The answer is not actually 42
Friday, February 20, 2015
Oliver Sacks is dying of cancer, and he has written a powerful essay for the NYT. It is frank, and poignant, and inspiring. These words especially spoke to me:
"I have loved and been loved; I have been given much and I have given something in return; I have read and traveled and thought and written. I have had an intercourse with the world, the special intercourse of writers and readers.
Above all, I have been a sentient being, a thinking animal, on this beautiful planet, and that in itself has been an enormous privilege and adventure."
There's so much beauty and truth in Sack's words. As I've gotten older, I've come to appreciate more the wisdom and poetry in other people's musings about the meaning of life. One of my favorite passages is from Michael Ondaatje's "The English Patient":
“We die containing a richness of lovers and tribes, tastes we have swallowed, bodies we have plunged into and swum up as if rivers of wisdom, characters we have climbed into as if trees, fears we have hidden in as if caves."

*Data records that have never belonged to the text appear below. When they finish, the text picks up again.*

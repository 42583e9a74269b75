//! Unlock pipeline
//!
//! A ritual attempt: extract the sigil payload, verify the certificate,
//! re-perform the audio analysis over the live capture, compare the temporal
//! chain, recover the master key, and open a time-limited session. The
//! pending key enters the session manager's `Unlocking` slot before
//! verification and is zeroized on any failure; a session directory only
//! exists once every check has passed.

use crate::engine::{Engine, TrackAnalysis};
use crate::{Error, Result};
use echotome_core::{
    check_playback_speed, combined_feature_hash, combined_temporal_hash, derive_master_key,
    effective_key, envelope, hashes_match, rune_id, MasterKey,
};
use echotome_profiles::PrivacyProfile;
use echotome_sigil::{extract_stego_payload, SigilImage, StegoPayload};
use echotome_storage::{
    verify_certificate, verify_track_audio, RitualCertificate, SessionInfo,
};
use std::time::Duration;

/// One live track performance
pub struct LivePerformance<'a> {
    /// Decoded mono PCM captured during the ritual
    pub samples: &'a [f32],
    /// Wall-clock time the performance took
    pub elapsed: Duration,
}

/// Inputs to an unlock attempt
pub struct UnlockRequest<'a> {
    /// Vault to unlock
    pub vault_id: &'a str,
    /// User passphrase
    pub passphrase: &'a str,
    /// Sigil image carrying the stego payload
    pub sigil: &'a SigilImage,
    /// Live performances, in certificate track order
    pub performances: Vec<LivePerformance<'a>>,
    /// Session TTL override in seconds (clamped to the profile cap)
    pub ttl_secs: Option<u64>,
}

impl Engine {
    /// Perform a ritual and open a session on success
    pub fn unlock(&self, request: UnlockRequest<'_>) -> Result<SessionInfo> {
        let payload = extract_stego_payload(request.sigil)?;
        let vault = self.vaults().get_vault(request.vault_id)?;
        if vault.rune_id != payload.rune_id {
            return Err(Error::Validation(
                "Sigil belongs to a different vault".into(),
            ));
        }

        let certificate = self.certificates().load(&payload.rune_id)?;
        verify_certificate(&certificate)?;
        let profile = certificate.payload.profile;
        if profile != vault.profile {
            return Err(Error::Validation(
                "Certificate profile does not match the vault".into(),
            ));
        }

        // Cross-checks binding the sigil payload to this exact certificate
        if certificate.roc_hash()? != payload.roc_hash_bytes()? {
            return Err(Error::Sigil(echotome_sigil::Error::PayloadCorrupt(
                "Payload does not reference this certificate".into(),
            )));
        }
        if payload.riv_bytes()? != certificate.payload.tracks[0].riv_bytes()? {
            return Err(Error::Sigil(echotome_sigil::Error::PayloadCorrupt(
                "Payload RIV does not match the certificate".into(),
            )));
        }

        if request.performances.len() != certificate.payload.tracks.len() {
            return Err(Error::Core(echotome_core::Error::TemporalMismatch(
                format!(
                    "Ritual has {} tracks, got {}",
                    certificate.payload.tracks.len(),
                    request.performances.len()
                ),
            )));
        }

        let owner_pub = certificate.payload.owner_pub_bytes()?;
        let live: Vec<TrackAnalysis> = request
            .performances
            .iter()
            .map(|p| self.analyze_track(p.samples, &owner_pub))
            .collect::<Result<_>>()?;

        let feature_hashes: Vec<[u8; 32]> =
            live.iter().map(|t| t.analysis.feature_hash).collect();
        let temporal_hashes: Vec<[u8; 32]> = live.iter().map(|t| t.temporal_hash).collect();
        let master = derive_master_key(
            request.passphrase,
            &combined_feature_hash(&feature_hashes),
            profile,
        )?;
        let vault_key = effective_key(&master, &combined_temporal_hash(&temporal_hashes), profile)?;

        // Enter Unlocking: the derived key sits in a pending slot and is
        // zeroized on any verification failure
        let token = self
            .sessions()
            .begin_unlock(&vault.id, profile, vault_key.clone())?;

        if let Err(e) = self.verify_ritual(
            &certificate,
            &payload,
            &live,
            &request.performances,
            profile,
            &vault_key,
            &master,
        ) {
            self.sessions().cancel_pending(&token);
            tracing::info!(
                vault_id = %vault.id,
                error = %e,
                "Ritual rejected"
            );
            return Err(e);
        }

        let info = self.sessions().activate(&token, request.ttl_secs)?;
        if vault.certificate_ref.is_none() {
            self.vaults()
                .bind_certificate(&vault.id, &certificate.payload.rune_id)?;
        }

        tracing::info!(
            vault_id = %vault.id,
            session_id = %&info.session_id[..8],
            "Ritual accepted, session open"
        );
        Ok(info)
    }

    #[allow(clippy::too_many_arguments)]
    fn verify_ritual(
        &self,
        certificate: &RitualCertificate,
        payload: &StegoPayload,
        live: &[TrackAnalysis],
        performances: &[LivePerformance<'_>],
        profile: PrivacyProfile,
        vault_key: &MasterKey,
        master: &MasterKey,
    ) -> Result<()> {
        let timing = profile.params().timing_enforced;

        for (i, (enrolled, performed)) in certificate
            .payload
            .tracks
            .iter()
            .zip(live.iter())
            .enumerate()
        {
            if timing {
                check_playback_speed(
                    enrolled.track_length,
                    self.analysis_params().sample_rate,
                    performances[i].elapsed,
                )?;
                if !hashes_match(&performed.temporal_hash, &enrolled.temporal_hash_bytes()?) {
                    return Err(Error::Core(echotome_core::Error::TemporalMismatch(
                        format!("Track {i} temporal hash mismatch"),
                    )));
                }
            }

            verify_track_audio(certificate, i, performances[i].samples)?;

            if performed.riv != enrolled.riv_bytes()? {
                return Err(Error::Core(echotome_core::Error::TemporalMismatch(
                    format!("Track {i} imprint mismatch"),
                )));
            }
        }

        // Key confirmation: decrypt the master key blob before any file
        // ciphertext is touched. A wrong passphrase dies here.
        let opened = envelope::open(vault_key, &payload.enc_mk_bytes()?)?;
        if opened.rune_id != payload.rune_id {
            return Err(Error::Sigil(echotome_sigil::Error::PayloadCorrupt(
                "Key blob bound to a different rune".into(),
            )));
        }
        let recovered: [u8; 32] = opened.plaintext.as_slice().try_into().map_err(|_| {
            Error::Sigil(echotome_sigil::Error::PayloadCorrupt(
                "Key blob has the wrong size".into(),
            ))
        })?;
        let recovered = MasterKey::from_bytes(recovered);
        if recovered != *master || rune_id(&recovered) != payload.rune_id {
            return Err(Error::Sigil(echotome_sigil::Error::PayloadCorrupt(
                "Recovered key does not derive this rune".into(),
            )));
        }

        Ok(())
    }
}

Each human life is truly precious; what our hearts are capable of feeling and our minds capable of communicating are truly profound. It's hard not to marvel at how humans can touch each other. Today I've had time to miss my Dad, who we lost long ago, and to worry over my ex-boss, who is battling advanced cancer, and to mourn a beloved colleague who succumbed to cancer almost a year ago. I've been thinking about the meaning of life, and Oliver Sacks' essay perfectly articulated what I hope I will feel when it is my time to look back and take stock.